Etc. makes them a special category of assessees entitled to the incentive in the form of 100% Deduction under Section 10­A or 10­B of the Act, rather than it being a special character of income entitled to Deduction from Gross Total Income under Chapter VI­A under Section 80­HH, etc. Therefore analogy of Chapter VI Deductions cannot be telescoped or imported in Section 10­A or 10­B of the Act. The words ‘derived by an Undertaking’ in Section 10­A or 10­B are different from ‘derived from’ employed in Section 80­HH etc.

Restating the Financial Statements

The mode of determining the eligible deduction U/S 10B is similar to the provisions of Section 80HHC inasmuch as both the sections mandates determination of eligible profits as per the formula contained therein. Once an income forms part of the business of the income of the eligible undertaking of assessee, the same cannot be excluded from the eligible profits for the purpose of computing deduction u/s 10B of the Act. We are of the view that the basis of computation of the deductions enumerated under Chapter VIA is different from that set out for the special deductions like Section 10A and 10B.

IAS plus

Though it does not partake the character of a profits and gains from the sale of an article, it is the income which is derived from the consideration realized by export of articles. In view of the definition of income from Profits and Gains incorporated in Sub­section , the assessee is entitled to the benefit of exemption of the said amount as contemplated under Section 10B of the Act. Therefore, the Tribunal was justified in extending the benefit to the aforesaid amounts also. Therefore, the first substantial question of law raised in ITA No.428/2007 is answered in favour of the revenue and against the assessee and the first substantial question of law in ITA No.447/2007 is answered in favour of the assessee and against the revenue. The dedicated nature of business or their special geographical locations in STPI or SEZs.
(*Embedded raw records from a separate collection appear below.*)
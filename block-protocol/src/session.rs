// SPDX-FileCopyrightText: 2024 Foundation Devices, Inc. <hello@foundationdevices.com>
// SPDX-License-Identifier: GPL-3.0-or-later

use crate::{Command, MemoryType, Transport, ACK, NACK, YES};
use consts::{IDENTIFIER, PAGE_SIZE};
use heapless::Vec;

/// Flash access the session needs from the updater.
pub trait FlashTarget {
    type Error;

    /// Read one byte of program flash.
    fn read_flash(&mut self, byte_addr: u32) -> u8;

    /// Program one block of at most one page starting at `byte_addr`.
    fn write_flash(&mut self, byte_addr: u32, data: &[u8]) -> Result<(), Self::Error>;
}

/// What the caller should do after a command was handled.
#[derive(Clone, Copy, Debug, Eq, PartialEq)]
#[cfg_attr(feature = "defmt", derive(defmt::Format))]
pub enum Poll {
    Continue,
    Exit,
}

/// State of one block upload session.
///
/// The only state kept between commands is the current word address, which `g` and `B`
/// advance past the bytes they transferred.
#[derive(Debug, Default)]
pub struct Session {
    word_address: u16,
}

impl Session {
    pub const fn new() -> Self {
        Self { word_address: 0 }
    }

    /// Current address as a flash byte address.
    pub fn byte_address(&self) -> u32 {
        u32::from(self.word_address) << 1
    }

    /// Receive and handle one command.
    pub fn poll<T: Transport, F: FlashTarget>(&mut self, transport: &mut T, flash: &mut F) -> Poll {
        let command = Command::from(transport.receive_byte());
        self.handle(command, transport, flash)
    }

    /// Handle one command whose command byte was already received.
    pub fn handle<T: Transport, F: FlashTarget>(
        &mut self,
        command: Command,
        transport: &mut T,
        flash: &mut F,
    ) -> Poll {
        match command {
            Command::Identify => transport.send_bytes(IDENTIFIER.as_bytes()),
            Command::SetAddress => {
                self.word_address = receive_u16(transport);
                debug!("Address set to word {:#x}", self.word_address);
                transport.send_byte(ACK);
            }
            Command::BlockRead => self.block_read(transport, flash),
            Command::BlockLoad => self.block_load(transport, flash),
            Command::AutoIncrement => transport.send_byte(YES),
            Command::BlockSupport => {
                transport.send_byte(YES);
                transport.send_bytes(&(PAGE_SIZE as u16).to_be_bytes());
            }
            Command::Exit => {
                transport.send_byte(ACK);
                return Poll::Exit;
            }
            Command::Unknown(byte) => {
                debug!("Unknown command {:#x}", byte);
                transport.send_byte(NACK);
            }
        }
        Poll::Continue
    }

    fn block_read<T: Transport, F: FlashTarget>(&mut self, transport: &mut T, flash: &mut F) {
        let size = receive_u16(transport);
        match MemoryType::from(transport.receive_byte()) {
            MemoryType::Flash => {
                let start = self.byte_address();
                for offset in 0..u32::from(size) {
                    transport.send_byte(flash.read_flash(start + offset));
                }
                self.advance(size);
            }
            MemoryType::Other(kind) => {
                debug!("Block read of memory type {:#x} refused", kind);
                transport.send_byte(NACK);
            }
        }
    }

    fn block_load<T: Transport, F: FlashTarget>(&mut self, transport: &mut T, flash: &mut F) {
        let size = receive_u16(transport);
        let memory = MemoryType::from(transport.receive_byte());

        // The payload is always consumed so the host stays in sync, even when refused.
        let mut block: Vec<u8, PAGE_SIZE> = Vec::new();
        let mut overflow = false;
        for _ in 0..size {
            let byte = transport.receive_byte();
            if block.push(byte).is_err() {
                overflow = true;
            }
        }

        match memory {
            MemoryType::Flash if overflow => {
                warn!("Block of {} bytes exceeds page size", size);
                transport.send_byte(NACK);
            }
            MemoryType::Flash => match flash.write_flash(self.byte_address(), &block) {
                Ok(()) => {
                    info!("Block of {} bytes written at {:#x}", size, self.byte_address());
                    self.advance(size);
                    transport.send_byte(ACK);
                }
                Err(_) => {
                    warn!("Block write at {:#x} failed", self.byte_address());
                    transport.send_byte(NACK);
                }
            },
            MemoryType::Other(kind) => {
                debug!("Block load of memory type {:#x} refused", kind);
                transport.send_byte(NACK);
            }
        }
    }

    fn advance(&mut self, size: u16) {
        let words = size / 2 + size % 2;
        self.word_address = self.word_address.wrapping_add(words);
    }
}

fn receive_u16<T: Transport>(transport: &mut T) -> u16 {
    let hi = transport.receive_byte();
    let lo = transport.receive_byte();
    u16::from_be_bytes([hi, lo])
}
Material Errors in Financial Statements

Therefore all Profits and Gains of the Undertaking including the incidental income by way of interest on Bank Deposits or Staff loans would be entitled to 100% exemption or deduction under Section 10­A and 10­B of the Act. The assessee earned during the said Assessment Year 2001­-02, interest income of `4,68,037/­ on the Short Term Deposits made by it to the tune of `6,46,88,606/­ out of its Surplus Funds temporarily parked in the Current Account held in Citi Bank, Hong Kong and also earned interest of `6,02,309/­ from the Advances of loans to its staff members.